Stored data entries:
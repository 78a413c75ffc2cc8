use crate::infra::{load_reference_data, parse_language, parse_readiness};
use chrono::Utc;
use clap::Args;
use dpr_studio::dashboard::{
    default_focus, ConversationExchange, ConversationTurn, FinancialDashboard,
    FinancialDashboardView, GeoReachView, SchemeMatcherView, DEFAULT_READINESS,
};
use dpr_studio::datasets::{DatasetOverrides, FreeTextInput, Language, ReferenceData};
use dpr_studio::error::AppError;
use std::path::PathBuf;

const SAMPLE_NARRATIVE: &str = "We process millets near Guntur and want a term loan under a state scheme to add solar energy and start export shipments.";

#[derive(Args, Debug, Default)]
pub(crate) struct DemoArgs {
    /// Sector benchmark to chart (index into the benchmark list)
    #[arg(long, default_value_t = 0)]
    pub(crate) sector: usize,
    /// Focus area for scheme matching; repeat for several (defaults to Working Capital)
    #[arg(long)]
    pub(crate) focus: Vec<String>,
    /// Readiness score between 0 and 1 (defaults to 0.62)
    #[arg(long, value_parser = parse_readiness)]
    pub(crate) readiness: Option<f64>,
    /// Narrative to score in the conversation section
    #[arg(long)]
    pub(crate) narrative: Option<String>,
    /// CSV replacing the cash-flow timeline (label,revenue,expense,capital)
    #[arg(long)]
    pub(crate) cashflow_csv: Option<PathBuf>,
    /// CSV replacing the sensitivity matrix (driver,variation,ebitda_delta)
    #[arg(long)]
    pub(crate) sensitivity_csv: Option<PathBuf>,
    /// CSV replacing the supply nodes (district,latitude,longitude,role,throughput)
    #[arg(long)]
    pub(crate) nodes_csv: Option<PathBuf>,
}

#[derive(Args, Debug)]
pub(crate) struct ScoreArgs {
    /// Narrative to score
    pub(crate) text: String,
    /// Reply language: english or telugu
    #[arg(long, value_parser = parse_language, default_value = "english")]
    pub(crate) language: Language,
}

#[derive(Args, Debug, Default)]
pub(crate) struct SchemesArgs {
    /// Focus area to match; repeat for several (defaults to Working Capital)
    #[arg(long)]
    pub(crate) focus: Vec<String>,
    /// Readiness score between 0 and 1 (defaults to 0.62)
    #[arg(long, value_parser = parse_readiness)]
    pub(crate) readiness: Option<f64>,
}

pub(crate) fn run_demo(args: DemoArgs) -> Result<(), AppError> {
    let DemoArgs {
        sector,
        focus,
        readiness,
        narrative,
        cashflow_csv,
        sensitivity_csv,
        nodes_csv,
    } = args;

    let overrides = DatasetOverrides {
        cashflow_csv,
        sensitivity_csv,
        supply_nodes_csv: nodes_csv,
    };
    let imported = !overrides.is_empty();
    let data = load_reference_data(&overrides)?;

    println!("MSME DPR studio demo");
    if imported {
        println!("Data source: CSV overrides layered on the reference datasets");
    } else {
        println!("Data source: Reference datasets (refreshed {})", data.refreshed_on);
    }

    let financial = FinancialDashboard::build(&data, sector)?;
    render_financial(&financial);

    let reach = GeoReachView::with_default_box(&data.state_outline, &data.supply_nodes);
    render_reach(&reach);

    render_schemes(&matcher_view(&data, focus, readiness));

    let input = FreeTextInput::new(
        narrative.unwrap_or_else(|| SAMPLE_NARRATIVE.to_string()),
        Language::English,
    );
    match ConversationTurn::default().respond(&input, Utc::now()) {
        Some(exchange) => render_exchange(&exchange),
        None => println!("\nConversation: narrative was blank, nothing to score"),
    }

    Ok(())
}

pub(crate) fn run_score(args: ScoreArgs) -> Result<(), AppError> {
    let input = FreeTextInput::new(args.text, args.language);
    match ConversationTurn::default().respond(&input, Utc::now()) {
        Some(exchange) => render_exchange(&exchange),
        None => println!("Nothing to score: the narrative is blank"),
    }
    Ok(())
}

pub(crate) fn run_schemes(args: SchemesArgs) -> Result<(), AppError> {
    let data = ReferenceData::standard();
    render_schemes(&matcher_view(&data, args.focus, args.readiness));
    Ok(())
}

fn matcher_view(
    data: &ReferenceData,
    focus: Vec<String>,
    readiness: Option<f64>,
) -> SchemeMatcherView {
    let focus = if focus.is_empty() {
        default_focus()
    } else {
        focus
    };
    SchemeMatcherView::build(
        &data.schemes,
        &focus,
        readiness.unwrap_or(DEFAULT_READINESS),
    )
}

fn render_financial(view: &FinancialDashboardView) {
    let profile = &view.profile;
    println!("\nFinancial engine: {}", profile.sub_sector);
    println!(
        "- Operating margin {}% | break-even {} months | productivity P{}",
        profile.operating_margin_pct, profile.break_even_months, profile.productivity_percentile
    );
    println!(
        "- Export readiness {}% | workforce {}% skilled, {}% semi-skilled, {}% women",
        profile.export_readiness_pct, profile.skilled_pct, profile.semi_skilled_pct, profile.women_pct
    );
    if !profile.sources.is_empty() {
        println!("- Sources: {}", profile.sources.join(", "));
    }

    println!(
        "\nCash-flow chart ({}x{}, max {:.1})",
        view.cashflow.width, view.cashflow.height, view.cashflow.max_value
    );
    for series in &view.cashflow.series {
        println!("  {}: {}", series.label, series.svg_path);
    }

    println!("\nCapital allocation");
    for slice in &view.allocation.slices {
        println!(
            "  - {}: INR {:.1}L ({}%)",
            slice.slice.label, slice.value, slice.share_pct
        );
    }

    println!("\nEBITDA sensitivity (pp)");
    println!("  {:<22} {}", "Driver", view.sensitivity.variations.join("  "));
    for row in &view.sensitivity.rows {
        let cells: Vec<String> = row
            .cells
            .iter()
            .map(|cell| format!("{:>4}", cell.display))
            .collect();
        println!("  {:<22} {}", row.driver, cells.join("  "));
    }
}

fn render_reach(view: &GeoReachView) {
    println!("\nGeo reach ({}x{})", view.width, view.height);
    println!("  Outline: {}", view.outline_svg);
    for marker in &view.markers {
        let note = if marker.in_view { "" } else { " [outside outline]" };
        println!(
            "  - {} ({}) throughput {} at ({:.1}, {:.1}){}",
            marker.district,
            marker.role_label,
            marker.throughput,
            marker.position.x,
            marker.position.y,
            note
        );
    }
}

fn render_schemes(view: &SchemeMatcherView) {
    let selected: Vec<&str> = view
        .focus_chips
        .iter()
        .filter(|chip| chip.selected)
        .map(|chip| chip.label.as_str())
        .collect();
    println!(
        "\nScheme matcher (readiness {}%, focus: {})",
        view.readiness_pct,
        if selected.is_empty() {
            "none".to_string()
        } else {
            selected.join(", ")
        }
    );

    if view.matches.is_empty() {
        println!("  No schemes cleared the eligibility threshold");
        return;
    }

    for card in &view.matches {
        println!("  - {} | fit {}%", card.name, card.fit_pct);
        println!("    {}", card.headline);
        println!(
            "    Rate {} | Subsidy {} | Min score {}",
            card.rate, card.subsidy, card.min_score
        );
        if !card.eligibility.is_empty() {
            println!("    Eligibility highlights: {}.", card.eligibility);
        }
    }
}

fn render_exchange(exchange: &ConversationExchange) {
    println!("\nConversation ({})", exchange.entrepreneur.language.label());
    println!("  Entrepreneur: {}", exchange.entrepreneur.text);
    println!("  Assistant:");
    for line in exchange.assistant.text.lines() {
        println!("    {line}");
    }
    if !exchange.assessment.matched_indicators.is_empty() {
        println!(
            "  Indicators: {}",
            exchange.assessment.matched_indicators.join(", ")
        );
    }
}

- EXERCISE INSTRUCTIONS -
From the records above, count how many lines hold the string "position", then give only that number.

- ANSWER TO THIS PROBLEM -
2